NY Design Week’s Coolest Show Was a Feast of Night-Lights—And It’s Up for Two More Weeks
East coast galleries Dudd Haus and The Future Perfect turned a town house into a glowing spectacle of zany works from established and emerging designers.
East coast galleries Dudd Haus and The Future Perfect turned a town house into a glowing spectacle of zany works from established and emerging designers.
This story is part of Fair Take, our reporting on global design events that looks up close at the newest ideas in fixtures, furnishings, and more.

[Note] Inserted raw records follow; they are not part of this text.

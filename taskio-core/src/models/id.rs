use nanoid::nanoid;
use serde::{Deserialize, Serialize};

/// Mint a fresh 12-character nanoid, the ID scheme every entity shares.
pub fn generate_id() -> String {
    nanoid!(12)
}

/// Stamps out a newtype over the shared nanoid scheme. The wrappers exist
/// so a task ID cannot be passed where a user ID is expected; serde sees
/// them as plain strings.
macro_rules! entity_id {
    ($(#[$meta:meta])* $name:ident) => {
        $(#[$meta])*
        #[derive(Debug, Clone, PartialEq, Eq, Hash, PartialOrd, Ord, Serialize, Deserialize)]
        #[serde(transparent)]
        pub struct $name(pub String);

        impl $name {
            #[must_use]
            pub fn new() -> Self {
                Self(generate_id())
            }

            #[must_use]
            pub const fn from_string(id: String) -> Self {
                Self(id)
            }

            #[must_use]
            pub fn as_str(&self) -> &str {
                &self.0
            }
        }

        impl Default for $name {
            fn default() -> Self {
                Self::new()
            }
        }

        impl std::fmt::Display for $name {
            fn fmt(&self, f: &mut std::fmt::Formatter<'_>) -> std::fmt::Result {
                f.write_str(&self.0)
            }
        }

        impl From<String> for $name {
            fn from(id: String) -> Self {
                Self(id)
            }
        }
    };
}

entity_id! {
    /// Account-service user ID; the gateway treats it as opaque.
    UserId
}

entity_id! {
    /// Project ID, the scoping unit for membership and cache keys.
    ProjectId
}

entity_id! {
    /// Sprint ID.
    SprintId
}

entity_id! {
    /// Epic ID.
    EpicId
}

entity_id! {
    /// Task ID.
    TaskId
}

entity_id! {
    /// One open client connection. A user holds one per device or tab, and
    /// a reconnect always mints a new one.
    SessionId
}
//! Logging initialization.
//!
//! Structured `tracing` output with a pretty (development) or JSON
//! (production) formatter, an env-filter directive string from config, and
//! optional append-to-file output. An explicit `RUST_LOG` always wins over
//! the configured filter.

use std::fs::File;
use std::sync::Arc;

use anyhow::Context;
use tracing_subscriber::fmt::format::{FmtSpan, Format, Json, JsonFields, Pretty};
use tracing_subscriber::layer::{Layer, SubscriberExt};
use tracing_subscriber::util::SubscriberInitExt;
use tracing_subscriber::{fmt, EnvFilter};

use crate::config::LoggingConfig;

/// Install the process-wide subscriber. Call once, before any component
/// logs; fails on an unparsable filter or an unopenable log file.
pub fn init_logging(config: &LoggingConfig) -> anyhow::Result<()> {
    let filter = match EnvFilter::try_from_default_env() {
        Ok(filter) => filter,
        Err(_) => parse_filter(&config.level)?,
    };

    let file = config
        .file_path
        .as_deref()
        .map(open_log_file)
        .transpose()?;

    let layer = match (config.format.as_str(), file) {
        ("json", Some(file)) => json_layer().with_writer(file).boxed(),
        ("json", None) => json_layer().boxed(),
        (_, Some(file)) => pretty_layer().with_writer(file).boxed(),
        (_, None) => pretty_layer().boxed(),
    };

    tracing_subscriber::registry().with(filter).with(layer).init();
    Ok(())
}

/// Parse a filter string: a plain level ("info") or full directives
/// ("warn,taskio_realtime=debug").
fn parse_filter(directives: &str) -> anyhow::Result<EnvFilter> {
    EnvFilter::try_new(directives)
        .with_context(|| format!("invalid log filter '{directives}'"))
}

fn open_log_file(path: &str) -> anyhow::Result<Arc<File>> {
    let file = std::fs::OpenOptions::new()
        .create(true)
        .append(true)
        .open(path)
        .with_context(|| format!("failed to open log file '{path}'"))?;
    Ok(Arc::new(file))
}

fn json_layer<S>() -> fmt::Layer<S, JsonFields, Format<Json>> {
    fmt::layer()
        .json()
        .with_span_events(FmtSpan::CLOSE)
        .with_current_span(true)
        .with_span_list(true)
        .with_target(true)
        .with_file(true)
        .with_line_number(true)
}

fn pretty_layer<S>() -> fmt::Layer<S, Pretty, Format<Pretty>> {
    fmt::layer()
        .pretty()
        .with_span_events(FmtSpan::CLOSE)
        .with_target(true)
}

I’ve moved 11 times since leaving home after high school and in all of those moves the one thing I still really mourn losing is a night-light. It was this small sun with a smiling face, left at my Brooklyn apartment in the winter of 2021 when my partner at the time and I were packing everything we could into one car to drive across the country and move to Los Angeles. I’d had it since I was a kid, this small simple piece of plastic of which there are 1,000 iterations, but when I google "sun smiling face night-light" not a single one of them replicates the warmth and joy of the one I’d held onto for 15 years or so until that point. Somewhere around Ohio on that trip, I sat in the passenger seat crying and frantically tweaking my keywords trying to arrive at an eBay or Mercari result that would bring this night-light back to me.

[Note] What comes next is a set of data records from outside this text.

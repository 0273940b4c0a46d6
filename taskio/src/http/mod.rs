//! Operational surface of the gateway: WebSocket attach point, internal
//! notify endpoint, health and metrics.

pub mod error;
pub mod health;
pub mod metrics;
pub mod notify;
pub mod websocket;

use axum::{
    routing::{get, post},
    Router,
};
use std::sync::Arc;
use tower_http::cors::{Any, CorsLayer};
use tower_http::trace::TraceLayer;

use taskio_realtime::{Notifier, SessionRegistry, StreamBridge};

pub use error::{AppError, AppResult};

/// State handed to every handler
#[derive(Clone)]
pub struct AppState {
    pub registry: Arc<SessionRegistry>,
    pub notifier: Arc<Notifier>,
    pub bridge: Arc<StreamBridge>,
}

/// Assemble the full route table with CORS and request tracing applied.
pub fn create_router(
    registry: Arc<SessionRegistry>,
    notifier: Arc<Notifier>,
    bridge: Arc<StreamBridge>,
) -> Router {
    let state = AppState {
        registry,
        notifier,
        bridge,
    };

    Router::new()
        .merge(health::create_health_router())
        // WebSocket endpoint for live notifications
        .route(
            "/notifications/{user_id}",
            get(websocket::websocket_handler),
        )
        // Internal endpoint for collaborator services
        .route("/api/notify", post(notify::notify))
        // Prometheus text exposition
        .route("/metrics", get(metrics::metrics))
        .layer(
            CorsLayer::new()
                .allow_origin(Any)
                .allow_methods(Any)
                .allow_headers(Any),
        )
        .layer(TraceLayer::new_for_http())
        // with_state comes after the layers so they wrap every route
        .with_state(state)
}

#[cfg(test)]
mod tests {
    use super::*;
    use axum::body::Body;
    use axum::http::{header, Request, StatusCode};
    use serde_json::{json, Value};
    use taskio_core::models::UserId;
    use taskio_core::Config;
    use tower::ServiceExt;

    fn test_router() -> (Router, Arc<SessionRegistry>) {
        let registry = Arc::new(SessionRegistry::new());

        // The directory is never queried by these routes; a client pointed
        // at a closed port satisfies the constructor.
        let directory = Arc::new(
            taskio_core::directory::HttpProjectDirectory::new(
                "http://127.0.0.1:1",
                std::time::Duration::from_secs(1),
            )
            .unwrap(),
        );
        let notifier = Arc::new(Notifier::new(registry.clone(), directory));

        // Unstarted bridge: publish fails, which the notify handler treats
        // as local-delivery-only.
        let config = Config::default();
        let bridge = Arc::new(StreamBridge::from_config(&config, "test".to_string()).unwrap());

        let router = create_router(registry.clone(), notifier, bridge);
        (router, registry)
    }

    async fn body_json(response: axum::response::Response) -> Value {
        let bytes = axum::body::to_bytes(response.into_body(), usize::MAX)
            .await
            .unwrap();
        serde_json::from_slice(&bytes).unwrap()
    }

    #[tokio::test]
    async fn test_healthz_reports_registry_snapshot() {
        let (router, registry) = test_router();

        let alice = UserId::from_string("alice".to_string());
        let (_, _rx1) = registry.connect(alice.clone());
        let (_, _rx2) = registry.connect(alice);
        let (_, _rx3) = registry.connect(UserId::from_string("bob".to_string()));

        let response = router
            .oneshot(
                Request::builder()
                    .uri("/healthz")
                    .body(Body::empty())
                    .unwrap(),
            )
            .await
            .unwrap();

        assert_eq!(response.status(), StatusCode::OK);
        let body = body_json(response).await;
        assert_eq!(body["status"], "ok");
        assert_eq!(body["sessions"], 3);
        assert_eq!(body["users"], 2);
    }

    #[tokio::test]
    async fn test_notify_delivers_locally_even_when_broker_is_down() {
        let (router, registry) = test_router();
        let (_, mut rx) = registry.connect(UserId::from_string("u1".to_string()));

        let payload = json!({
            "users": ["u1"],
            "event": {
                "type": "task_updated",
                "project_id": "p1",
                "task": {"id": "t1", "title": "Ship it"}
            }
        });

        let response = router
            .oneshot(
                Request::builder()
                    .method("POST")
                    .uri("/api/notify")
                    .header(header::CONTENT_TYPE, "application/json")
                    .body(Body::from(payload.to_string()))
                    .unwrap(),
            )
            .await
            .unwrap();

        // Accepted despite the unreachable broker; local sessions were served.
        assert_eq!(response.status(), StatusCode::ACCEPTED);

        let event = rx.try_recv().unwrap();
        assert_eq!(event.event_type, "task_updated");
        assert_eq!(
            event.payload.get("task").and_then(|t| t.get("title")),
            Some(&Value::String("Ship it".to_string()))
        );
    }

    #[tokio::test]
    async fn test_notify_rejects_empty_audience() {
        let (router, _) = test_router();

        let payload = json!({
            "users": [],
            "event": {"type": "task_updated", "project_id": "p1"}
        });

        let response = router
            .oneshot(
                Request::builder()
                    .method("POST")
                    .uri("/api/notify")
                    .header(header::CONTENT_TYPE, "application/json")
                    .body(Body::from(payload.to_string()))
                    .unwrap(),
            )
            .await
            .unwrap();

        assert_eq!(response.status(), StatusCode::BAD_REQUEST);
    }

    #[tokio::test]
    async fn test_notify_rejects_malformed_body() {
        let (router, _) = test_router();

        let response = router
            .oneshot(
                Request::builder()
                    .method("POST")
                    .uri("/api/notify")
                    .header(header::CONTENT_TYPE, "application/json")
                    .body(Body::from("{ not json"))
                    .unwrap(),
            )
            .await
            .unwrap();

        assert!(response.status().is_client_error());
    }

    #[tokio::test]
    async fn test_websocket_route_rejects_plain_http() {
        let (router, _) = test_router();

        let response = router
            .oneshot(
                Request::builder()
                    .uri("/notifications/u1")
                    .body(Body::empty())
                    .unwrap(),
            )
            .await
            .unwrap();

        assert!(response.status().is_client_error());
    }

    #[tokio::test]
    async fn test_metrics_exposition() {
        let (router, registry) = test_router();
        // Touch a gauge so the exposition is guaranteed to include it.
        let (_, _rx) = registry.connect(UserId::from_string("u1".to_string()));

        let response = router
            .oneshot(
                Request::builder()
                    .uri("/metrics")
                    .body(Body::empty())
                    .unwrap(),
            )
            .await
            .unwrap();

        assert_eq!(response.status(), StatusCode::OK);
        let bytes = axum::body::to_bytes(response.into_body(), usize::MAX)
            .await
            .unwrap();
        let text = String::from_utf8(bytes.to_vec()).unwrap();
        assert!(text.contains("ws_sessions_active"));
    }
}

The close quarters where some of the night-lights are on display ensure that visitors get a closer look.
Photo by David Sierra
I never did find a copy of that light, but an exhibition at New York Design Week offered several suitable alternatives. For their New York Design Week exhibition this year, which is up through June 26, Jonald Dudd partnered with gallery The Future Perfect to present original night-light designs from over 120 designers. The lights are displayed in The Future Perfect townhouse in the West Village, with half in the basement and the other half on an upper floor next to the stairwell. The darkness of the basement was particularly pleasing to me. It reminded me of the darkened Hall of Gems at the Natural History Museum (pre-renovation), the dim lighting making it feel like you’re actually discovering something—which in this case you are, assuming you don’t already have an encyclopedic knowledge of the American design scene.

Stefanie Haining’s 7-Eleven light offers a dose of nostalgia, while Nicholas Baker’s "Reading Man" conjures a sense of personality with just wire, clips, and paper.

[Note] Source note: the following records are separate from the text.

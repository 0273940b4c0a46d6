//! In-process registry of live client sessions.
//!
//! One user may hold several concurrent sessions (devices, tabs); the
//! registry keys `user_id -> Vec<Session>` in a `DashMap` so fan-out to one
//! user never waits on connect/disconnect churn for another. A session is
//! handed out by [`SessionRegistry::connect`], lives while its entry is in
//! the map, and is closed for good by disconnect or eviction. A reconnect
//! always mints a fresh session id.

use dashmap::DashMap;
use std::sync::Arc;
use tokio::sync::mpsc;
use tracing::{debug, info, warn};

use taskio_core::metrics;
use taskio_core::models::{SessionId, UserId};

use crate::events::Event;

/// Sender half handed to the registry; the socket task drains the receiver.
pub type EventSender = mpsc::UnboundedSender<Event>;
pub type EventReceiver = mpsc::UnboundedReceiver<Event>;

/// One open client session.
#[derive(Debug, Clone)]
pub struct Session {
    pub session_id: SessionId,
    pub sender: EventSender,
}

/// Registry of live sessions keyed by user.
///
/// Invariant: a `user_id` key exists iff its session list is non-empty.
#[derive(Clone)]
pub struct SessionRegistry {
    sessions: Arc<DashMap<UserId, Vec<Session>>>,
}

impl SessionRegistry {
    pub fn new() -> Self {
        Self {
            sessions: Arc::new(DashMap::new()),
        }
    }

    /// Register a new session for `user_id`.
    ///
    /// Returns the session id and the receiver the socket task drains. The
    /// first session for a user creates the presence entry.
    pub fn connect(&self, user_id: UserId) -> (SessionId, EventReceiver) {
        let (tx, rx) = mpsc::unbounded_channel();
        let session_id = SessionId::new();

        let session = Session {
            session_id: session_id.clone(),
            sender: tx,
        };
        self.sessions.entry(user_id.clone()).or_default().push(session);

        metrics::sessions::ACTIVE_SESSIONS.inc();
        metrics::sessions::CONNECTED_USERS.set(self.sessions.len() as i64);

        info!(
            user_id = %user_id.as_str(),
            session_id = %session_id.as_str(),
            "Session connected"
        );

        (session_id, rx)
    }

    /// Remove a session. The user entry is dropped entirely once its last
    /// session is gone (no leaked keys).
    pub fn disconnect(&self, user_id: &UserId, session_id: &SessionId) {
        let mut removed = false;
        if let Some(mut sessions) = self.sessions.get_mut(user_id) {
            let before = sessions.len();
            sessions.retain(|s| s.session_id != *session_id);
            removed = sessions.len() < before;
        }

        // Re-checked under the shard lock so a concurrent connect between
        // the retain above and this call is not thrown away.
        self.sessions
            .remove_if(user_id, |_, sessions| sessions.is_empty());

        if removed {
            metrics::sessions::ACTIVE_SESSIONS.dec();
            metrics::sessions::CONNECTED_USERS.set(self.sessions.len() as i64);
            info!(
                user_id = %user_id.as_str(),
                session_id = %session_id.as_str(),
                "Session disconnected"
            );
        } else {
            warn!(
                user_id = %user_id.as_str(),
                session_id = %session_id.as_str(),
                "Attempted to disconnect unknown session"
            );
        }
    }

    /// Deliver an event to every session of one user, returning the number
    /// of sessions reached.
    ///
    /// A session whose channel is gone is evicted on the spot and never
    /// aborts delivery to its siblings. Zero sessions is a no-op.
    pub fn send_to_user(&self, user_id: &UserId, event: &Event) -> usize {
        let mut sent_count = 0;
        let mut failed_sessions = Vec::new();

        if let Some(sessions) = self.sessions.get(user_id) {
            for session in sessions.iter() {
                match session.sender.send(event.clone()) {
                    Ok(()) => {
                        sent_count += 1;
                        debug!(
                            user_id = %user_id.as_str(),
                            session_id = %session.session_id.as_str(),
                            event_type = %event.event_type,
                            "Event sent to session"
                        );
                    }
                    Err(err) => {
                        warn!(
                            user_id = %user_id.as_str(),
                            session_id = %session.session_id.as_str(),
                            error = %err,
                            "Failed to send event to session, marking for cleanup"
                        );
                        failed_sessions.push(session.session_id.clone());
                    }
                }
            }
        }

        // Evict dead sessions outside the read guard.
        let failed_count = failed_sessions.len();
        for session_id in failed_sessions {
            self.disconnect(user_id, &session_id);
        }

        if sent_count > 0 {
            metrics::sessions::EVENTS_DELIVERED
                .with_label_values(&[event.event_type.as_str()])
                .inc_by(sent_count as f64);
        }
        if failed_count > 0 {
            metrics::sessions::EVENTS_DROPPED
                .with_label_values(&["dead_session"])
                .inc_by(failed_count as f64);
        }

        sent_count
    }

    /// Deliver an event to every session of every user, with the same
    /// per-session failure independence as [`Self::send_to_user`].
    pub fn broadcast(&self, event: &Event) -> usize {
        let mut sent_count = 0;
        let mut failed_sessions: Vec<(UserId, SessionId)> = Vec::new();

        for entry in self.sessions.iter() {
            for session in entry.value().iter() {
                match session.sender.send(event.clone()) {
                    Ok(()) => sent_count += 1,
                    Err(err) => {
                        warn!(
                            user_id = %entry.key().as_str(),
                            session_id = %session.session_id.as_str(),
                            error = %err,
                            "Failed to send event to session, marking for cleanup"
                        );
                        failed_sessions.push((entry.key().clone(), session.session_id.clone()));
                    }
                }
            }
        }

        let failed_count = failed_sessions.len();
        for (user_id, session_id) in failed_sessions {
            self.disconnect(&user_id, &session_id);
        }

        if sent_count > 0 {
            metrics::sessions::EVENTS_DELIVERED
                .with_label_values(&[event.event_type.as_str()])
                .inc_by(sent_count as f64);
            debug!(
                sent_count,
                event_type = %event.event_type,
                "Broadcast fanned out to all sessions"
            );
        }
        if failed_count > 0 {
            metrics::sessions::EVENTS_DROPPED
                .with_label_values(&["dead_session"])
                .inc_by(failed_count as f64);
        }

        sent_count
    }

    /// Total open sessions across all users.
    pub fn session_count(&self) -> usize {
        self.sessions.iter().map(|entry| entry.value().len()).sum()
    }

    /// Users with at least one open session.
    pub fn user_count(&self) -> usize {
        self.sessions.len()
    }

    pub fn is_online(&self, user_id: &UserId) -> bool {
        self.sessions.contains_key(user_id)
    }
}

impl Default for SessionRegistry {
    fn default() -> Self {
        Self::new()
    }
}

impl std::fmt::Debug for SessionRegistry {
    fn fmt(&self, f: &mut std::fmt::Formatter<'_>) -> std::fmt::Result {
        f.debug_struct("SessionRegistry")
            .field("users", &self.sessions.len())
            .finish()
    }
}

Photos courtesy of Jonald Dudd
There’s an LED light covered in faux fur, resembling a radiant tail, by Studio Daae. A twee, striped wooden bow by Lauren Lauer. A snowglobe-like porcelain depiction of 7-Eleven by Stefanie Haining. Nino Chamber’s tiny poplin "Nightshirt" and Nicholas Baker’s "Reading Man" both put me in the mood for bedtime in the best way possible. I’ll admit my bias that there are several pieces by friends in the show too, including Sophie Collé whose hanging chains on "Deco Delight" I’m particularly charmed by, and my boyfriend Cooper Lovano’s "The Gnat and the Bull," a wood veneered piece that’s inspired by the Aesop’s Fable of the same. What I love about night-lights is the particular kind of intimacy you develop with them, given that they’re all you’re seeing in the hours when they serve their purpose. The oddity of most of these designs seems to honor that intimacy—even the relatively simple pieces give you something meaty enough to ponder night after night of use.

Cooper Lovano’s "The Gnat and the Bull" is inspired by an Aesop’s Fable. The curved aluminum and hanging chains lend Sophie Collé’s stationary "Deco Delight" a sense of movement.